Cuando los canales digitales se volvieron "la única realidad posible", y el modo más conveniente de entrar en contacto con otros (o quizá salir) estuvo mediado por las pantallas, Salas se volcó al lápiz con la misma concentración que los monjes irlandeses aplicaban a la estructura intrincada de un nudo celta. Igual que ocurría con un manuscrito medieval iluminado, seguir el trazo de la artista es sumergirse en un trance meditativo que discurre sin dirección fija por los laberintos del pensamiento, sin ningún hilo de Ariadna que advierta el camino de salida.
“Dante era naif”, expresa Salas al recordar los interminables días y sus noches en los que la pandemia se asemejó a un infierno mucho más tórrido y abrasador que aquel al que llegó el literato florentino en su Divina Comedia. Si la angustia es moneda corriente, el dibujo es arma de combate: la línea se obsesiona en el afán de manifestar cómo se resiste por –y desde– el arte. Mandatos y expectativas, en idéntica proporción, se entrelazan en las cabezas de figuras atormentadas por su propia presión. Esa pesadumbre encuentra su equilibrio en la serenidad conferida a cada rostro por unos calmos rasgos toscanos que actúan como síntesis de la filiación plástica de la artista.
Compartimientos de guardado y clasificación se repiten serialmente: cajones, envases, lockers, buzones, estantes, valijas… Anuncian con espíritu maquinal que allí donde se acumula lo adquirido, también se deposita el deseo.
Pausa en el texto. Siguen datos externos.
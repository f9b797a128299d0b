//! Password hashing and verification.
//!
//! Uses Argon2id (hybrid mode) with default parameters, OsRng salts and PHC
//! string output. Verification is constant-time via the `argon2` crate.
//!
//! # Example
//!
//! ```
//! use ballot_auth::password::{hash_password, verify_password};
//!
//! let hash = hash_password("Passw0rd!1").unwrap();
//! assert!(hash.starts_with("$argon2id$"));
//! assert!(verify_password("Passw0rd!1", &hash).unwrap());
//! assert!(!verify_password("wrong", &hash).unwrap());
//! ```

use argon2::{
    Argon2,
    password_hash::{PasswordHash, PasswordHasher, PasswordVerifier, SaltString, rand_core::OsRng},
};

/// Hashes a password for storage.
///
/// # Errors
///
/// Returns `argon2::password_hash::Error` if hashing fails (rare).
pub fn hash_password(password: &str) -> Result<String, argon2::password_hash::Error> {
    let salt = SaltString::generate(&mut OsRng);
    let hash = Argon2::default().hash_password(password.as_bytes(), &salt)?;
    Ok(hash.to_string())
}

/// Verifies a password against a stored PHC-formatted Argon2 hash.
///
/// Returns `Ok(true)` on a match, `Ok(false)` on a mismatch.
///
/// # Errors
///
/// Returns an error only if the stored hash cannot be parsed.
pub fn verify_password(password: &str, hash: &str) -> Result<bool, argon2::password_hash::Error> {
    let parsed = PasswordHash::new(hash)?;
    Ok(Argon2::default()
        .verify_password(password.as_bytes(), &parsed)
        .is_ok())
}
En tiempos en los que se le rinde culto virtual a la instantaneidad, un hashtag titula esta exposición. Fue repetido con insistencia de mantra en boca de Salas, en medio del tortuoso magma del confinamiento, y funcionó en alguna medida para paliar el ahogo, para reducir la asfixia. Porque si hay algo que jamás perecerá, eso debe ser el arte... Menos mal que existe el dibujo.